● What the task asks
Among the entries below, find every line that contains the string "LayerId", then copy it.

Stored data
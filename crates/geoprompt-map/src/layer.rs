use chrono::{DateTime, Utc};
use geoprompt_core::models::FeatureCollection;
use serde::{Deserialize, Serialize};

/// Layer identifier: creation time in milliseconds, bumped to stay strictly
/// increasing within a session
#[derive(Debug, Clone, Copy, PartialEq, Eq, PartialOrd, Ord, Hash, Serialize, Deserialize)]
#[serde(transparent)]
pub struct LayerId(pub u64);

impl LayerId {
    /// Next id after `previous`, based on `now`
    pub fn after(previous: Option<LayerId>, now: DateTime<Utc>) -> Self {
        let millis = u64::try_from(now.timestamp_millis()).unwrap_or(0);
        match previous {
            Some(LayerId(last)) if millis <= last => LayerId(last + 1),
            _ => LayerId(millis),
        }
    }
}

impl std::fmt::Display for LayerId {
    fn fmt(&self, f: &mut std::fmt::Formatter<'_>) -> std::fmt::Result {
        write!(f, "{}", self.0)
    }
}

impl std::str::FromStr for LayerId {
    type Err = std::num::ParseIntError;

    fn from_str(s: &str) -> Result<Self, Self::Err> {
        s.trim().parse().map(LayerId)
    }
}

/// One query's results, tracked as a unit on the map.
///
/// Color is not stored; it follows from the layer's position in the session.
#[derive(Debug, Clone, PartialEq, Serialize, Deserialize)]
pub struct Layer {
    pub id: LayerId,
    pub name: String,
    pub data: FeatureCollection,
    pub timestamp: DateTime<Utc>,
    pub visible: bool,
}

impl Layer {
    pub fn new(id: LayerId, name: impl Into<String>, data: FeatureCollection, timestamp: DateTime<Utc>) -> Self {
        Self { id, name: name.into(), data, timestamp, visible: true }
    }

    pub fn feature_count(&self) -> usize {
        self.data.len()
    }
}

● Answer space
pub struct LayerId(pub u64);
impl LayerId {
    pub fn after(previous: Option<LayerId>, now: DateTime<Utc>) -> Self {
            Some(LayerId(last)) if millis <= last => LayerId(last + 1),
            _ => LayerId(millis),
impl std::fmt::Display for LayerId {
impl std::str::FromStr for LayerId {
        s.trim().parse().map(LayerId)
    pub id: LayerId,
    pub fn new(id: LayerId, name: impl Into<String>, data: FeatureCollection, timestamp: DateTime<Utc>) -> Self {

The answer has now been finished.